Шумел-горел, пожар московский,
Дым расстилался по реке,
А на стенах вдали кремлевских
Стоял он в сером сюртуке.
Зачем я шел к тебе, Россия…
Лошади фыркали, снег скрипел под копытами. Палашка Миронова завизжала где-то в середине обоза…
— А у меня, Павло, парень родился, Петруха, — сказал Нечаев. — Не у меня, конешно, у женки.

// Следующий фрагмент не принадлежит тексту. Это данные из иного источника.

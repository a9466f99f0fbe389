//! 额度错误类型

use crate::reservation::ReservationState;
use thiserror::Error;

#[derive(Error, Debug, Clone, PartialEq)]
pub enum QuotaError {
    #[error("用户额度不足: 需要 {need}, 剩余 {available}")]
    Insufficient { need: i64, available: i64 },

    #[error("令牌额度不足: 需要 {need}")]
    TokenInsufficient { need: i64 },

    #[error("用户不存在: {0}")]
    UserNotFound(i64),

    #[error("模型 {0} 未配置价格")]
    PriceNotFound(String),

    #[error("额度存储错误: {0}")]
    Store(String),

    #[error("预扣状态不允许从 {from} 变为 {to}")]
    InvalidTransition {
        from: ReservationState,
        to: ReservationState,
    },
}

impl QuotaError {
    /// 是否是余额类错误（请求不会到达上游）
    pub fn is_insufficient(&self) -> bool {
        matches!(
            self,
            QuotaError::Insufficient { .. } | QuotaError::TokenInsufficient { .. }
        )
    }
}

impl From<rusqlite::Error> for QuotaError {
    fn from(e: rusqlite::Error) -> Self {
        QuotaError::Store(e.to_string())
    }
}

pub type QuotaResult<T> = Result<T, QuotaError>;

Пашка кивнул, крепко сдавил ладонью плечо Нечаева.
Рассвело совсем, когда остановились на ровной крутолобой горушке. Клюшинское урочище уходило далеко, к Синему ручью. Дерева, все одного возраста, проглядывались на полверсты вокруг, не было никакого подсада. Снежное еловое царство дремало, от стволов падали голубоватые тени. Они растворялись, исчезали в лесной глубине. Солнце, теряя красноту, кое-где издалека пробивалось сквозь хвою, все было тихо. Лес будто затаился, прислушиваясь к людям и лошадям. Все отпустили чересседельники, укрыли коней тулупами. Не сговариваясь, пошли за Иваном Никитичем, который на ходу вытаскивал из-за кушака топор.
Евграф не утерпел, обтоптал на горушке снег и развел костерок. Запах смолистого дыма сразу же сделал горушку по-домашнему близкой. Разделясь попарно, с пилами, уходили все дальше, на горушке остались только Кеша, Евграф и отец Николай.